(Collected data entries)
★ ★ ★ ★

// src/crawl/watchdog.rs
// =============================================================================
// Inactivity timer for one domain crawl.
//
// The watchdog is armed when a domain crawl starts and reset on every crawl
// event (page found or page failed). If a full window passes without any
// event it fires once: the callback runs and the cancellation token is
// cancelled, which is what the orchestrator and the crawler listen to.
//
// At most one timer task exists at a time: reset() aborts the pending timer
// before spawning the next one. Dropping the watchdog disarms it.
// =============================================================================

use std::sync::atomic::{AtomicBool, Ordering};
use std::sync::Arc;
use std::time::Duration;

use tokio::task::JoinHandle;
use tokio_util::sync::CancellationToken;
use tracing::Instrument;

type FireCallback = Arc<dyn Fn() + Send + Sync>;

pub struct Watchdog {
    timeout: Duration,
    on_fire: FireCallback,
    token: CancellationToken,
    fired: Arc<AtomicBool>,
    timer: Option<JoinHandle<()>>,
    span: tracing::Span,
}

impl Watchdog {
    /// Starts a watchdog that calls `on_fire` after `timeout` of inactivity
    ///
    /// Must be called inside a tokio runtime. The timer task runs in the
    /// tracing span that is current here.
    pub fn arm<F>(timeout: Duration, on_fire: F) -> Self
    where
        F: Fn() + Send + Sync + 'static,
    {
        let mut watchdog = Self {
            timeout,
            on_fire: Arc::new(on_fire),
            token: CancellationToken::new(),
            fired: Arc::new(AtomicBool::new(false)),
            timer: None,
            span: tracing::Span::current(),
        };
        watchdog.start();
        watchdog
    }

    /// Restarts the countdown from a full window
    ///
    /// No effect once the watchdog has fired.
    pub fn reset(&mut self) {
        if self.has_fired() {
            return;
        }
        self.disarm();
        self.start();
    }

    /// Cancels the pending timer, if any. Idempotent.
    pub fn disarm(&mut self) {
        if let Some(timer) = self.timer.take() {
            timer.abort();
        }
    }

    pub fn has_fired(&self) -> bool {
        self.fired.load(Ordering::SeqCst)
    }

    /// Token cancelled when the watchdog fires
    pub fn token(&self) -> CancellationToken {
        self.token.clone()
    }

    fn start(&mut self) {
        let timeout = self.timeout;
        let on_fire = Arc::clone(&self.on_fire);
        let token = self.token.clone();
        let fired = Arc::clone(&self.fired);

        let timer = tokio::spawn(
            async move {
                tokio::time::sleep(timeout).await;
                // swap guards against a reset racing with the wake-up
                if !fired.swap(true, Ordering::SeqCst) {
                    on_fire();
                    token.cancel();
                }
            }
            .instrument(self.span.clone()),
        );

        self.timer = Some(timer);
    }
}

impl Drop for Watchdog {
    fn drop(&mut self) {
        self.disarm();
    }
}

#[cfg(test)]
mod tests {
    use super::*;
    use std::sync::atomic::AtomicUsize;

    fn counter() -> (Arc<AtomicUsize>, impl Fn() + Send + Sync + 'static) {
        let count = Arc::new(AtomicUsize::new(0));
        let c = Arc::clone(&count);
        (count, move || {
            c.fetch_add(1, Ordering::SeqCst);
        })
    }

    #[tokio::test(start_paused = true)]
    async fn test_fires_once_after_timeout() {
        let (count, on_fire) = counter();
        let watchdog = Watchdog::arm(Duration::from_secs(60), on_fire);

        tokio::time::sleep(Duration::from_secs(59)).await;
        assert!(!watchdog.has_fired());

        watchdog.token().cancelled().await;
        assert!(watchdog.has_fired());
        assert!(watchdog.token().is_cancelled());

        tokio::time::sleep(Duration::from_secs(600)).await;
        assert_eq!(count.load(Ordering::SeqCst), 1);
    }

    #[tokio::test(start_paused = true)]
    async fn test_reset_restarts_window() {
        let (count, on_fire) = counter();
        let mut watchdog = Watchdog::arm(Duration::from_secs(60), on_fire);

        tokio::time::sleep(Duration::from_secs(50)).await;
        watchdog.reset();
        tokio::time::sleep(Duration::from_secs(50)).await;
        // 100s since arm, only 50s since the reset
        assert_eq!(count.load(Ordering::SeqCst), 0);

        tokio::time::sleep(Duration::from_secs(11)).await;
        assert_eq!(count.load(Ordering::SeqCst), 1);
    }

    #[tokio::test(start_paused = true)]
    async fn test_disarm_prevents_firing() {
        let (count, on_fire) = counter();
        let mut watchdog = Watchdog::arm(Duration::from_secs(60), on_fire);

        watchdog.disarm();
        watchdog.disarm();
        tokio::time::sleep(Duration::from_secs(120)).await;

        assert_eq!(count.load(Ordering::SeqCst), 0);
        assert!(!watchdog.token().is_cancelled());
    }

    #[tokio::test(start_paused = true)]
    async fn test_drop_disarms() {
        let (count, on_fire) = counter();
        let watchdog = Watchdog::arm(Duration::from_secs(60), on_fire);
        drop(watchdog);

        tokio::time::sleep(Duration::from_secs(120)).await;
        assert_eq!(count.load(Ordering::SeqCst), 0);
    }

    #[tokio::test(start_paused = true)]
    async fn test_reset_after_fire_is_noop() {
        let (count, on_fire) = counter();
        let mut watchdog = Watchdog::arm(Duration::from_secs(10), on_fire);

        watchdog.token().cancelled().await;
        watchdog.reset();
        tokio::time::sleep(Duration::from_secs(60)).await;

        assert_eq!(count.load(Ordering::SeqCst), 1);
    }
}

★ ★ ★ ★

### Exercise directions
Transcribe each line of the data above, unaltered, from the one where "impl Drop for" appears to the one where "async fn test_fires_once_after_timeout()" appears, inclusive of both.

### Task result
impl Drop for Watchdog {
    fn drop(&mut self) {
        self.disarm();
    }
}

#[cfg(test)]
mod tests {
    use super::*;
    use std::sync::atomic::AtomicUsize;

    fn counter() -> (Arc<AtomicUsize>, impl Fn() + Send + Sync + 'static) {
        let count = Arc::new(AtomicUsize::new(0));
        let c = Arc::clone(&count);
        (count, move || {
            c.fetch_add(1, Ordering::SeqCst);
        })
    }

    #[tokio::test(start_paused = true)]
    async fn test_fires_once_after_timeout() {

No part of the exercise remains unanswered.